Let’s look at these and analyse the impact of those findings that have a technology underpinning. This article is a critique, not a criticism, to be in sync with the FCA findings. There is an important distinction here. No one underestimates the issues and impediments insurers have. In the same breath, no one underestimates the efforts that insurance personnel make every day to keep the lights on. But I doubt if there is a single person operating in the insurance industry who does not wish things “just worked how they want and need it to”.

So looking into the FCA’s finding in terms of areas of improvement, how should tech work to overcome these? What stops it from doing so? These are important questions, the answers to which have flummoxed some of the best IT minds in the business. How do you make the financial and business pattern fit the IT cloth?

Taking the first two together, the FCA found that Insurers:

“did not identify important business services that would reasonably be expected for the firm’s business model or included internal or irrelevant businesses services”

identified important business service areas inconsistently between internal departments without rationale or justification”

So, insurers find it difficult to identify their own important business services, and define those services differently between departments.

Given that IT systems are the backbone of any insurance business, if the tech is a mess, all processes are by definition difficult to identify.

On top of this, it is the case that repeated technology “transformations” have just added to the redundancy within the business leading to a situation where if you asked an insurer “what does it cost you from a technology perspective to have that person at that screen answering the phone”, they would struggle to pin a price on it. This is no shock as it is a product of years of over-investment, under-investment, changes in strategy, leadership, and ownership that have muddied the waters to an extent that clear analysis is next to impossible.

So if the technology supporting the business services and business model are so opaque, this finding regarding identifying important business services is to be expected.

Moving swiftly on, the next set of FCA findings stated that insurers:

“did not consider consumer harm from being unable to purchase, amend or renew products”

Back to the tech. When you have legacy talking to legacy, weird proprietary systems, spreadsheets on desktops, several administration systems and various vintages of underlying technology – even some where the ability to service the code is physically dying out – then there are multiple places where this could apply to technology.
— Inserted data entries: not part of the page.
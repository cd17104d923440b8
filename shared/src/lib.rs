//! # Shared Wire Model
//!
//! This crate contains the wire vocabulary and message helpers used by the
//! relay server (and by any Rust client talking to it). Messages on the wire
//! are schemaless JSON objects; the server only ever inspects a small
//! reserved set of keys and treats everything else as opaque payload.
//!
//! ## Core Components
//!
//! ### Reserved Vocabulary
//! The key and marker constants (`msg`, `lock`, `sync`, `join`, `alive`,
//! `playerId`, `step`, `disconnected`) that the relay recognizes. All other
//! fields pass through untouched.
//!
//! ### Message Helpers
//! Builders for the server-originated control messages (welcome, admission,
//! lock, join announce, disconnect notice) and the stamping functions that
//! inject `playerId` and `step` into relayed events.
//!
//! ### Handshake Extraction
//! [`GameInfo`] pulls the game-selection triple out of the first client
//! message, accepting both camelCase and kebab-case spellings.
//!
//! ### Topic Classification
//! [`Topic`] partitions outbound messages into the four publication topics
//! the session fan-out routes on.

use serde::{Deserialize, Serialize};
use serde_json::{Map, Value};

/// A wire message: one decoded JSON object.
pub type Object = Map<String, Value>;

/// Key carrying the control-message marker (`"sync"`, `"join"`, `"alive"`, …).
pub const MSG: &str = "msg";
/// Key carrying the step number on a tick barrier message.
pub const LOCK: &str = "lock";
/// Key carrying the server-injected session slot on relayed events.
pub const PLAYER_ID: &str = "playerId";
/// Key carrying the step annotation on relayed events in stepped sessions.
pub const STEP: &str = "step";
/// Key carrying the departed player's slot on a disconnect notice.
pub const DISCONNECTED: &str = "disconnected";
/// Key naming the designated donor on a join announcement.
pub const SYNCER: &str = "syncer";

/// Marker value of a donor's state-transfer reply.
pub const SYNC: &str = "sync";
/// Marker value of a join announcement.
pub const JOIN: &str = "join";
/// Marker value of a heartbeat; refreshes liveness, never broadcast.
pub const ALIVE: &str = "alive";
/// Marker value of the handshake acknowledgement.
pub const WELCOME: &str = "Welcome!";

/// Game-selection parameters named by a client during the handshake.
///
/// `step_time` is in milliseconds; zero means a stepless session (no ticker,
/// no lock messages, no step stamps).
#[derive(Debug, Clone, PartialEq, Eq, Serialize, Deserialize)]
pub struct GameInfo {
    pub game_type: String,
    pub max_players: u32,
    pub step_time: u64,
}

impl GameInfo {
    /// Extracts the game-selection triple from a handshake message.
    ///
    /// Both the canonical camelCase keys (`gameType`, `maxPlayers`,
    /// `stepTime`) and the kebab-case alternates (`game-type`,
    /// `max-players`, `step-time`) are accepted. Returns `None` when any of
    /// the three is missing or malformed, or when `maxPlayers` is not a
    /// positive integer — the caller keeps waiting in that case.
    pub fn from_object(obj: &Object) -> Option<Self> {
        let game_type = string_field(obj, "gameType", "game-type")?;
        let max_players = uint_field(obj, "maxPlayers", "max-players")?;
        if max_players == 0 {
            return None;
        }
        let step_time = uint_field(obj, "stepTime", "step-time")?;
        Some(Self {
            game_type,
            max_players: max_players.min(u32::MAX as u64) as u32,
            step_time,
        })
    }
}

fn string_field(obj: &Object, key: &str, alt: &str) -> Option<String> {
    obj.get(key)
        .or_else(|| obj.get(alt))
        .and_then(Value::as_str)
        .map(str::to_owned)
}

fn uint_field(obj: &Object, key: &str, alt: &str) -> Option<u64> {
    obj.get(key).or_else(|| obj.get(alt)).and_then(Value::as_u64)
}

/// Normalizes the kebab-case handshake alternates to their canonical
/// camelCase names. All other keys are left untouched.
pub fn normalize_keys(mut obj: Object) -> Object {
    for (alt, canonical) in [
        ("game-type", "gameType"),
        ("max-players", "maxPlayers"),
        ("step-time", "stepTime"),
    ] {
        if let Some(v) = obj.remove(alt) {
            obj.entry(canonical.to_owned()).or_insert(v);
        }
    }
    obj
}

/// Publication topics the session fan-out routes on.
#[derive(Debug, Clone, Copy, PartialEq, Eq, Hash)]
pub enum Topic {
    Lock,
    Sync,
    Join,
    Other,
}

impl Topic {
    /// Classifies a message: presence of `lock` wins, then the `msg` marker
    /// for `sync` and `join`; everything else is an ordinary event.
    pub fn of(obj: &Object) -> Topic {
        if obj.contains_key(LOCK) {
            return Topic::Lock;
        }
        match obj.get(MSG).and_then(Value::as_str) {
            Some(SYNC) => Topic::Sync,
            Some(JOIN) => Topic::Join,
            _ => Topic::Other,
        }
    }
}

/// True for a heartbeat message (`{msg:"alive"}`).
pub fn is_alive(obj: &Object) -> bool {
    obj.get(MSG).and_then(Value::as_str) == Some(ALIVE)
}

/// True for a donor's sync reply (`msg = "sync"`).
pub fn is_sync(obj: &Object) -> bool {
    obj.get(MSG).and_then(Value::as_str) == Some(SYNC)
}

/// Builds the handshake acknowledgement `{msg:"Welcome!", id:<uuid>}`.
pub fn welcome(id: &str) -> Object {
    let mut obj = Object::new();
    obj.insert(MSG.into(), WELCOME.into());
    obj.insert("id".into(), id.into());
    obj
}

/// Builds the session admission message
/// `{join:true, newGame, playerId, seed}`.
pub fn admission(new_game: bool, slot: u64, seed: i64) -> Object {
    let mut obj = Object::new();
    obj.insert(JOIN.into(), true.into());
    obj.insert("newGame".into(), new_game.into());
    obj.insert(PLAYER_ID.into(), slot.into());
    obj.insert("seed".into(), seed.into());
    obj
}

/// Builds the tick barrier `{lock:<step>}`.
pub fn lock_msg(step: u64) -> Object {
    let mut obj = Object::new();
    obj.insert(LOCK.into(), step.into());
    obj
}

/// Builds a join announcement `{msg:"join", syncer:<donor-uuid>}`.
pub fn join_announce(syncer: &str) -> Object {
    let mut obj = Object::new();
    obj.insert(MSG.into(), JOIN.into());
    obj.insert(SYNCER.into(), syncer.into());
    obj
}

/// Builds the departure notice `{disconnected:<slot>}` injected into the
/// departing player's local inbound stream.
pub fn disconnected(slot: u64) -> Object {
    let mut obj = Object::new();
    obj.insert(DISCONNECTED.into(), slot.into());
    obj
}

/// Stamps the session slot onto a relayed event, overriding any
/// client-supplied value.
pub fn with_player_id(mut obj: Object, slot: u64) -> Object {
    obj.insert(PLAYER_ID.into(), slot.into());
    obj
}

/// Stamps the step annotation onto a relayed event.
pub fn with_step(mut obj: Object, step: u64) -> Object {
    obj.insert(STEP.into(), step.into());
    obj
}

/// Decodes one frame into a message object with normalized keys.
///
/// Non-object JSON (arrays, bare scalars) is rejected alongside malformed
/// input; the relay only speaks objects.
pub fn decode(frame: &str) -> Result<Object, serde_json::Error> {
    let value: Value = serde_json::from_str(frame)?;
    match value {
        Value::Object(obj) => Ok(normalize_keys(obj)),
        other => Err(serde::de::Error::custom(format!(
            "expected a JSON object, got {other}"
        ))),
    }
}

/// Encodes a message object for the wire. Framing (the trailing newline on
/// TCP) is the transport's concern.
pub fn encode(obj: &Object) -> String {
    Value::Object(obj.clone()).to_string()
}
With newer and smaller insurers, the thought of implementing an “enterprise” system is abhorrent because of cost, commitment and complexity. Many smaller insurance entities run on clunky CRMs, spreadsheets, home grown systems, MS Access and functionally wafer-thin systems bought from third parties. This is a product of the aforementioned issues around cost, commitment and complexity.

Many insurers rely on armies of people on and offshore centres to fill technological gaps in policy processing from quote to renew or cancellation. Many of these gaps are filled with Robots, which is a sticking plaster over the breaks in the technological chain. Where there are robots, there are weaknesses. Modernisation is required, not sticking plasters.

Many insurance companies rely on a bit of luck, some technological chewing gum and the quality of their people (generally very high) to get them through shocks and issues – processes that we now know won’t stand up to Operational Resilience regulation

Self-service, straight-through processing, analytically driven hands-off operations in a closely integrated technology in the cloud may just have an answer to the above. The question really is how to you achieve this without breaking the bank?

“applied unsuitable answers to services underpinning both corporate and commercial products without consideration of the end user”

Hmm. This is vague, but quite nasty in its implication for corporate customers. In light of the issues and litigation over Business Interruption policies during the pandemic, this is not the best outcome.

We have a situation in many places where commercial contracts are handled via an extended chain. Broker to Insurer, Broker to MGA to Insurer. Bordereaux everywhere. Different systems, policy documents, wording amendments, payment standards, quotation platforms, interpretations and services. It’s a testimony to the professionals in the business that commercial insurance functions so well.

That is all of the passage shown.